Overall, revenue declined from the same period a year ago. The $20.1 billion figure was 1% lower than in the first quarter of 2013. Citigroup attributed the decline to the fixed-income markets segment of its business and lower U.S. mortgage refinancing activity.

Despite majority negative sentiment, many investors did see encouraging news in the release. They pointed out that, aside from the headline numbers, facets of the business outperformed analyst expectations.

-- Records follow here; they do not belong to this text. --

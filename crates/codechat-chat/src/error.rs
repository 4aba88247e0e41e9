//! Error types for the chat controller.

use codechat_core::error::CodechatError;

/// Broad class of a [`ChatError`], deciding how it is surfaced.
#[derive(Debug, Clone, Copy, PartialEq, Eq)]
pub enum ErrorKind {
    /// Bad user input. Alerted, nothing is mutated.
    Validation,
    /// Request failed. Logged, fixed text shown in the transcript.
    Transport,
    /// Platform feature missing or failing. Alerted.
    Capability,
}

/// Errors from the chat controller and its background tasks.
#[derive(Debug, Clone, PartialEq, Eq, thiserror::Error)]
pub enum ChatError {
    #[error("name cannot be empty")]
    EmptyName,
    #[error("message cannot be empty")]
    EmptyMessage,
    #[error("an attachment is required before sending a question")]
    MissingAttachment,
    #[error("server responded with HTTP status {0}")]
    HttpStatus(u16),
    #[error("transport error: {0}")]
    Transport(String),
    #[error("invalid response: {0}")]
    InvalidResponse(String),
    #[error("attachment error: {0}")]
    Attachment(String),
    #[error("speech recognition is not available")]
    CapabilityUnavailable,
    #[error("voice error: {0}")]
    Voice(String),
}

impl ChatError {
    pub fn kind(&self) -> ErrorKind {
        match self {
            ChatError::EmptyName | ChatError::EmptyMessage | ChatError::MissingAttachment => {
                ErrorKind::Validation
            }
            ChatError::HttpStatus(_)
            | ChatError::Transport(_)
            | ChatError::InvalidResponse(_)
            | ChatError::Attachment(_) => ErrorKind::Transport,
            ChatError::CapabilityUnavailable | ChatError::Voice(_) => ErrorKind::Capability,
        }
    }
}

impl From<reqwest::Error> for ChatError {
    fn from(err: reqwest::Error) -> Self {
        if err.is_decode() {
            ChatError::InvalidResponse(err.to_string())
        } else if let Some(status) = err.status() {
            ChatError::HttpStatus(status.as_u16())
        } else {
            ChatError::Transport(err.to_string())
        }
    }
}

impl From<ChatError> for CodechatError {
    fn from(err: ChatError) -> Self {
        CodechatError::Http(err.to_string())
    }
}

$C Costs & provisions also beat estm, very encouraging. FICC rev were higher than ML forecast & seque better vs $JPM 's number on Friday

-- Kinji Watanabe (@Kinji) Apr. 14 at 08:52 AM

However, most cashtaggers said the market was foolish to rally on Citigroup's report. The ETFs that track the S&P 500 (SPY), Dow (DIA) and Nasdaq (QQQ), all rose in early trading.

somehow $C will save the world from an Eco-slowdown and Russian incursion...not! Stay true my thirsty friends $UVXY $TVIX $TZA

-- DannyB (@AnalystOnTheEdge) Apr. 14 at 08:39 AM

At the time of publication the author held no positions in any of the stocks mentioned.

This article represents the opinion of a contributor and not necessarily that of TheStreet or its editorial staff.